しかし、動物の哺乳類は、人間と違って多くの赤ちゃんを出産します。犬や猫などを見るとわかりますが、多くの乳頭を持っていますよね。人間に副乳があるのは、進化の過程でのミルクラインの残りというわけです。ミルクラインは、おへそから乳頭を通って、脇の下のリンパまでのラインになります。脇の下にしこりがある場合、そのミルクラインの位置であれば問題ないことが多いです。

腫れがひどい場合は、ゴルフボールくらいの大きさのしこりになることも

妊娠をすることによって、女性ホルモンの分泌量が増えるため、副乳の色が濃くなります。今までもずっと副乳はあったのですが、色が薄くて分からなかっただけなのです。

妊娠中は女性ホルモンの1つであるエストロゲンが多くなります。エストロゲンは、メラノサイトという色素細胞を刺激して、メラニン色素を沈着させます。エストロゲンの影響で、出産後に副乳が目立つようになります。

また、生理前にホルモンバランスが変化するときにも、副乳が目立つことがあります。副乳は左右どちらもある場合と、片側だけの場合があります。割合は少ないですが、男性にも副乳が見られることがあります。

産後に副乳が腫れてくる時期ですが、母乳の出がよくなる産後3,4日目ころからのようです。

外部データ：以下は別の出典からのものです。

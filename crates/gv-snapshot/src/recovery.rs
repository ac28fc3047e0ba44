use std::sync::Arc;
use std::time::Duration;

use async_trait::async_trait;
use gv_store::BlobStore;
use tracing::{error, info, warn};

use crate::config::SnapshotConfig;
use crate::error::RecoveryError;
use crate::reader::SnapshotReader;

/// Delay dependency of the recovery loop.
#[async_trait]
pub trait Sleeper: Send + Sync {
    async fn sleep(&self, delay: Duration);
}

/// Sleeps on the tokio timer.
#[derive(Clone, Copy, Debug, Default)]
pub struct TokioSleeper;

#[async_trait]
impl Sleeper for TokioSleeper {
    async fn sleep(&self, delay: Duration) {
        tokio::time::sleep(delay).await;
    }
}

/// The boot-time retry loop around [`SnapshotReader::load`].
///
/// A truncated bundle is retried at once against the penultimate snapshot.
/// Any other failure waits `retry_delay` and restarts from the most recent
/// one. The gate is released between attempts, so the delay never blocks
/// other holders.
pub struct Recovery<S> {
    reader: SnapshotReader<S>,
    config: SnapshotConfig,
    sleeper: Arc<dyn Sleeper>,
}

impl<S: BlobStore> Recovery<S> {
    pub fn new(reader: SnapshotReader<S>, config: SnapshotConfig, sleeper: Arc<dyn Sleeper>) -> Self {
        Self {
            reader,
            config,
            sleeper,
        }
    }

    /// Run attempts until one succeeds. Returns the number of attempts.
    ///
    /// With `max_attempts` unset this only returns on success. Once a bound
    /// is exhausted the last error is returned.
    pub async fn run(&self) -> Result<u32, RecoveryError> {
        let mut corrupted = false;
        let mut attempt: u32 = 0;
        loop {
            attempt += 1;
            let err = match self.reader.load(corrupted).await {
                Ok(address) => {
                    info!(attempt, address = %address.short_hex(), "recovery complete");
                    return Ok(attempt);
                }
                Err(e) => e,
            };

            if self.config.max_attempts.is_some_and(|max| attempt >= max) {
                warn!(attempt, error = %err, "recovery attempts exhausted");
                return Err(err);
            }

            if err.is_truncation() {
                if corrupted {
                    // The penultimate bundle is truncated too; the next
                    // attempt lists again in case a new upload has landed.
                    error!(attempt, error = %err, "penultimate snapshot also truncated, retrying");
                } else {
                    warn!(attempt, error = %err, "truncated snapshot, retrying with penultimate");
                }
                corrupted = true;
            } else {
                warn!(
                    attempt,
                    kind = ?err.kind(),
                    error = %err,
                    delay_ms = self.config.retry_delay.as_millis() as u64,
                    "load failed, retrying from most recent"
                );
                self.sleeper.sleep(self.config.retry_delay).await;
                corrupted = false;
            }
        }
    }
}
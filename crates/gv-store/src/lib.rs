//! Snapshot bundle storage for Guild Vault.
//!
//! This crate defines the client contract of the remote content-addressed
//! store that holds Guild Vault snapshots, and ships two local backends for
//! it. A snapshot is a bundle of `{community}.json` blobs committed under a
//! single content address; the store lists uploads by creation time.
//!
//! # Backends
//!
//! All backends implement the [`BlobStore`] trait:
//!
//! - [`InMemoryBlobStore`] -- `HashMap`-based store with fault injection for tests
//! - [`DirBlobStore`] -- directory-backed store for local operation
//!
//! # Design Rules
//!
//! 1. Bundles are immutable once committed.
//! 2. Commit is atomic: a failed put leaves no new upload in the listing.
//! 3. Fetched files are verified against their address before use; a
//!    mismatch is reported as [`StoreError::Truncated`].
//! 4. The store never interprets blob contents.

pub mod bundle;
pub mod credential;
pub mod dir;
pub mod error;
pub mod memory;
pub mod traits;

pub use bundle::{address_of, BlobFile, Bundle};
pub use credential::StoreCredential;
pub use dir::{DirBlobStore, DirStoreConfig};
pub use error::{StoreError, StoreResult};
pub use memory::InMemoryBlobStore;
pub use traits::{BlobStore, Clock};
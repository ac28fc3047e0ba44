use thiserror::Error;

/// Errors produced by type operations.
#[derive(Debug, Error, PartialEq, Eq)]
pub enum TypeError {
    #[error("invalid hex string: {0}")]
    InvalidHex(String),

    #[error("invalid byte length: expected {expected}, got {actual}")]
    InvalidLength { expected: usize, actual: usize },

    #[error("invalid community identifier {id:?}: {reason}")]
    InvalidIdentifier { id: String, reason: &'static str },
}
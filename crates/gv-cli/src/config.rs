use std::path::{Path, PathBuf};
use std::time::Duration;

use anyhow::Context;
use gv_snapshot::SnapshotConfig;
use gv_store::{DirStoreConfig, StoreCredential};
use serde::{Deserialize, Serialize};

/// Environment variable holding the store credential.
pub const TOKEN_VAR: &str = "GUILDVAULT_STORE_TOKEN";

/// Config file read from the working directory when `--config` is absent.
pub const DEFAULT_CONFIG_FILE: &str = "guildvault.toml";

#[derive(Clone, Debug, Serialize, Deserialize)]
#[serde(default)]
pub struct VaultConfig {
    /// Root directory of the bundle store.
    pub store_root: PathBuf,
    /// Local JSON file backing the document store.
    pub documents: PathBuf,
    pub retry_delay_secs: u64,
    #[serde(skip)]
    pub credential: Option<StoreCredential>,
}

impl Default for VaultConfig {
    fn default() -> Self {
        Self {
            store_root: PathBuf::from("./vault"),
            documents: PathBuf::from("./vault/documents.json"),
            retry_delay_secs: 5,
            credential: None,
        }
    }
}

impl VaultConfig {
    /// Load from `path`, or from [`DEFAULT_CONFIG_FILE`] if present, else
    /// defaults. The credential comes from [`TOKEN_VAR`].
    pub fn load(path: Option<&Path>) -> anyhow::Result<Self> {
        let mut config = match path {
            Some(path) => Self::from_file(path)?,
            None if Path::new(DEFAULT_CONFIG_FILE).is_file() => {
                Self::from_file(Path::new(DEFAULT_CONFIG_FILE))?
            }
            None => Self::default(),
        };
        config.credential = StoreCredential::from_env(TOKEN_VAR);
        Ok(config)
    }

    pub fn from_file(path: &Path) -> anyhow::Result<Self> {
        let raw = std::fs::read_to_string(path)
            .with_context(|| format!("reading config {}", path.display()))?;
        Self::from_toml_str(&raw).with_context(|| format!("parsing config {}", path.display()))
    }

    pub fn from_toml_str(raw: &str) -> anyhow::Result<Self> {
        Ok(toml::from_str(raw)?)
    }

    pub fn snapshot_config(&self) -> SnapshotConfig {
        SnapshotConfig::default().with_retry_delay(Duration::from_secs(self.retry_delay_secs))
    }

    pub fn store_config(&self) -> DirStoreConfig {
        let config = DirStoreConfig::at_path(&self.store_root);
        match &self.credential {
            Some(credential) => config.with_credential(credential.clone()),
            None => config,
        }
    }
}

腫れがひどい場合は、ゴルフボールくらいの大きさのしこりになることもあります。

脇の下のしこりは乳がんではないの?

心配な場合は、産婦人科の先生に確認をしてみましょう。

産後に脇の下のしこりが気になる場合、多くの方が副乳ですが、乳がんが気になるという方もいらっしゃると思います。

副乳がはれてくるのは、産後3、4日後が多く、ほとんどの方が産院やクリニックに入院中の時期でしょう。心配な場合は、産婦人科の先生に確認をしてみましょう。

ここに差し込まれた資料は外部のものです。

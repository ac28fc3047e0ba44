//! Local representations a [`DocumentStore`](crate::DocumentStore) reloads
//! from and flushes to.
//!
//! The backing is distinct from the remote snapshot: it is what survives
//! between two collaborator sequences inside one process (and, for
//! [`JsonFileBacking`], what an operator can inspect on disk).

use std::collections::{BTreeMap, HashMap};
use std::fs;
use std::io::Write;
use std::path::{Path, PathBuf};
use std::sync::Mutex;

use gv_types::CommunityId;
use tracing::debug;

use crate::error::{DocsError, Result};
use crate::store::Document;

/// Storage behind a document store.
pub trait DocumentBacking: Send + Sync {
    /// Read the full id → document map.
    fn read(&self) -> Result<HashMap<CommunityId, Document>>;

    /// Replace the stored map with `documents`.
    fn write(&self, documents: &HashMap<CommunityId, Document>) -> Result<()>;
}

/// Backing that keeps the last flushed map in memory.
#[derive(Debug, Default)]
pub struct MemoryBacking {
    documents: Mutex<HashMap<CommunityId, Document>>,
    writes: Mutex<u64>,
}

impl MemoryBacking {
    pub fn new() -> Self {
        Self::default()
    }

    /// Create a backing that already holds `documents`.
    pub fn with_documents(documents: HashMap<CommunityId, Document>) -> Self {
        Self {
            documents: Mutex::new(documents),
            writes: Mutex::new(0),
        }
    }

    /// Number of flushes received.
    pub fn write_count(&self) -> u64 {
        self.writes.lock().map(|w| *w).unwrap_or(0)
    }
}

impl DocumentBacking for MemoryBacking {
    fn read(&self) -> Result<HashMap<CommunityId, Document>> {
        let documents = self
            .documents
            .lock()
            .map_err(|e| DocsError::Unavailable(format!("lock poisoned: {e}")))?;
        Ok(documents.clone())
    }

    fn write(&self, documents: &HashMap<CommunityId, Document>) -> Result<()> {
        let mut stored = self
            .documents
            .lock()
            .map_err(|e| DocsError::Unavailable(format!("lock poisoned: {e}")))?;
        *stored = documents.clone();
        if let Ok(mut writes) = self.writes.lock() {
            *writes += 1;
        }
        Ok(())
    }
}

/// Backing that stores the map as one JSON object file.
///
/// A missing file reads as an empty map. Writes go to a temp file in the
/// same directory and are renamed over the target, so a crash mid-flush
/// leaves the previous content intact.
#[derive(Debug, Clone)]
pub struct JsonFileBacking {
    path: PathBuf,
}

impl JsonFileBacking {
    pub fn new(path: impl Into<PathBuf>) -> Self {
        Self { path: path.into() }
    }

    pub fn path(&self) -> &Path {
        &self.path
    }
}

impl DocumentBacking for JsonFileBacking {
    fn read(&self) -> Result<HashMap<CommunityId, Document>> {
        if !self.path.exists() {
            return Ok(HashMap::new());
        }
        let bytes = fs::read(&self.path)?;
        if bytes.iter().all(u8::is_ascii_whitespace) {
            return Ok(HashMap::new());
        }
        serde_json::from_slice(&bytes).map_err(|e| DocsError::Malformed {
            path: self.path.clone(),
            reason: e.to_string(),
        })
    }

    fn write(&self, documents: &HashMap<CommunityId, Document>) -> Result<()> {
        let dir = match self.path.parent() {
            Some(p) if !p.as_os_str().is_empty() => p.to_path_buf(),
            _ => PathBuf::from("."),
        };
        fs::create_dir_all(&dir)?;

        // Sorted output keeps the file diffable between flushes.
        let sorted: BTreeMap<&CommunityId, &Document> = documents.iter().collect();
        let json = serde_json::to_vec_pretty(&sorted)
            .map_err(|e| DocsError::Serialization(e.to_string()))?;

        let mut tmp = tempfile::NamedTempFile::new_in(&dir)?;
        tmp.write_all(&json)?;
        tmp.as_file().sync_all()?;
        tmp.persist(&self.path).map_err(|e| DocsError::Io(e.error))?;
        debug!(path = %self.path.display(), communities = documents.len(), "documents flushed");
        Ok(())
    }
}
use std::sync::Arc;

use anyhow::{bail, Context};
use colored::Colorize;
use gv_docs::{DocumentStore, JsonFileBacking};
use gv_snapshot::{SnapshotConfig, Vault};
use gv_store::{BlobStore, DirBlobStore};
use gv_types::{CommunityId, UploadRecord};

use crate::cli::*;
use crate::config::VaultConfig;

pub fn run_command(cli: Cli) -> anyhow::Result<()> {
    let config = VaultConfig::load(cli.config.as_deref())?;
    let runtime = tokio::runtime::Runtime::new().context("starting async runtime")?;
    runtime.block_on(execute(cli.command, &config))
}

pub async fn execute(command: Command, config: &VaultConfig) -> anyhow::Result<()> {
    let mut snapshot = config.snapshot_config();
    if let Command::Recover(args) = &command {
        snapshot.max_attempts = args.max_attempts;
    }
    let vault = open_vault(config, snapshot)?;
    match command {
        Command::Init(args) => cmd_init(&vault, args).await,
        Command::Persist => cmd_persist(&vault).await,
        Command::Load(args) => cmd_load(&vault, args).await,
        Command::Recover(_) => cmd_recover(&vault).await,
        Command::List(args) => cmd_list(&vault, args).await,
        Command::Show(args) => cmd_show(&vault, args).await,
    }
}

fn open_vault(config: &VaultConfig, snapshot: SnapshotConfig) -> anyhow::Result<Vault<DirBlobStore>> {
    let store = DirBlobStore::open(config.store_config())
        .with_context(|| format!("opening store at {}", config.store_root.display()))?;
    let documents = DocumentStore::new(Box::new(JsonFileBacking::new(&config.documents)));
    Ok(Vault::with_config(documents, Arc::new(store), snapshot))
}

async fn cmd_init(vault: &Vault<DirBlobStore>, args: InitArgs) -> anyhow::Result<()> {
    let existing = vault.store().list(1).await?;
    if !existing.is_empty() && !args.force {
        bail!("store already holds snapshots; use --force to add another");
    }
    let address = vault.writer().try_persist().await?;
    let communities = vault.gate().view(|store| store.len()).await?;
    println!("{} Initialized vault in {}", "✓".green().bold(), vault.store().root().display().to_string().bold());
    println!("  Snapshot: {}", address.to_hex().yellow());
    println!("  Communities: {}", communities.to_string().bold());
    Ok(())
}

async fn cmd_persist(vault: &Vault<DirBlobStore>) -> anyhow::Result<()> {
    let address = vault.writer().try_persist().await?;
    println!("{} Snapshot committed {}", "✓".green().bold(), address.to_hex().yellow());
    Ok(())
}

async fn cmd_load(vault: &Vault<DirBlobStore>, args: LoadArgs) -> anyhow::Result<()> {
    let address = vault.load(args.corrupted).await?;
    let communities = vault.gate().view(|store| store.len()).await?;
    let which = if args.corrupted { "penultimate" } else { "latest" };
    println!("{} Loaded {} snapshot {}", "✓".green().bold(), which, address.short_hex().yellow());
    println!("  Communities: {}", communities.to_string().bold());
    Ok(())
}

async fn cmd_recover(vault: &Vault<DirBlobStore>) -> anyhow::Result<()> {
    let attempts = vault.recover().await?;
    let communities = vault.gate().view(|store| store.len()).await?;
    println!("{} Recovered after {} attempt(s)", "✓".green().bold(), attempts.to_string().bold());
    println!("  Communities: {}", communities.to_string().bold());
    Ok(())
}

async fn cmd_list(vault: &Vault<DirBlobStore>, args: ListArgs) -> anyhow::Result<()> {
    let mut uploads = vault.store().list(args.limit).await?;
    UploadRecord::sort_newest_first(&mut uploads);
    if uploads.is_empty() {
        println!("No snapshots.");
        return Ok(());
    }
    for (i, upload) in uploads.iter().enumerate() {
        let marker = match i {
            0 => " (latest)".green().to_string(),
            1 => " (penultimate)".dimmed().to_string(),
            _ => String::new(),
        };
        println!(
            "{}  {}{}",
            upload.content_address.short_hex().yellow(),
            upload.created_at.to_rfc3339(),
            marker
        );
    }
    Ok(())
}

async fn cmd_show(vault: &Vault<DirBlobStore>, args: ShowArgs) -> anyhow::Result<()> {
    let id = CommunityId::parse(&args.community)?;
    let document = vault.gate().view(|store| store.get(&id).cloned()).await?;
    match document {
        Some(document) => {
            println!("Community {}", id.as_str().yellow().bold());
            println!("{}", serde_json::to_string_pretty(&document)?);
            Ok(())
        }
        None => bail!("unknown community {id}"),
    }
}

#[cfg(test)]
mod tests {
    use super::*;
    use serde_json::json;

    fn config_in(dir: &std::path::Path) -> VaultConfig {
        VaultConfig {
            store_root: dir.join("store"),
            documents: dir.join("documents.json"),
            retry_delay_secs: 0,
            credential: None,
        }
    }

    fn write_documents(config: &VaultConfig, documents: serde_json::Value) {
        std::fs::write(&config.documents, serde_json::to_vec(&documents).unwrap()).unwrap();
    }

    #[tokio::test]
    async fn init_refuses_to_reseed() {
        let dir = tempfile::tempdir().unwrap();
        let config = config_in(dir.path());
        execute(Command::Init(InitArgs { force: false }), &config).await.unwrap();
        assert!(execute(Command::Init(InitArgs { force: false }), &config).await.is_err());
        execute(Command::Init(InitArgs { force: true }), &config).await.unwrap();

        let store = DirBlobStore::at_path(&config.store_root).unwrap();
        assert_eq!(store.list(10).await.unwrap().len(), 2);
    }

    #[tokio::test]
    async fn persist_then_load_restores_local_file() {
        let dir = tempfile::tempdir().unwrap();
        let config = config_in(dir.path());
        write_documents(&config, json!({"A": {"x": 1}, "B": {"y": 2}}));
        execute(Command::Persist, &config).await.unwrap();

        std::fs::remove_file(&config.documents).unwrap();
        execute(Command::Load(LoadArgs { corrupted: false }), &config).await.unwrap();

        let restored: serde_json::Value =
            serde_json::from_str(&std::fs::read_to_string(&config.documents).unwrap()).unwrap();
        assert_eq!(restored, json!({"A": {"x": 1}, "B": {"y": 2}}));
    }

    #[tokio::test]
    async fn bounded_recover_on_empty_store_fails() {
        let dir = tempfile::tempdir().unwrap();
        let config = config_in(dir.path());
        let err = execute(Command::Recover(RecoverArgs { max_attempts: Some(2) }), &config)
            .await
            .unwrap_err();
        assert!(err.to_string().contains("need at least 1"));
    }

    #[tokio::test]
    async fn show_unknown_community_fails() {
        let dir = tempfile::tempdir().unwrap();
        let config = config_in(dir.path());
        write_documents(&config, json!({"A": {}}));
        execute(Command::Show(ShowArgs { community: "A".into() }), &config).await.unwrap();
        assert!(execute(Command::Show(ShowArgs { community: "Z".into() }), &config)
            .await
            .is_err());
    }
}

副乳ではなく、乳がんの疑いがある場合は、詳しい検査のために外部の病院で検査を受けるようになります。

副乳の手当て方法

副乳が腫れて痛い場合の、手当の方法をご紹介

副乳が腫れて痛い場合の、手当の方法についてご紹介しましょう。

しこりが痛む場合は、触らないことが大切です。マッサージをしてもしこりが腫れて痛いだけで、痛みや腫れの緩和をすることはできません。

アイスノンなどをタオルに包んで患部に充ててみてください。副乳は冷やされることによって、腫れがだんだんとひいてきます。しこりの部分を刺激しないように冷やすことがポイントです。

乳房を冷やすことによって、おっぱいの出が悪くなるのではと心配をされる方がいらっしゃるかもしれません。

確かに、乳房を冷やすことによって、新しくつくられる母乳の量を減らすことになります。ただ、痛みや腫れを軽減させる一時的なことですので、痛みがなくなれば冷やすのをやめて、いつも通り母乳をあげるとよいでしょう。一時的に母乳量は減りますが、また量が戻ってきます。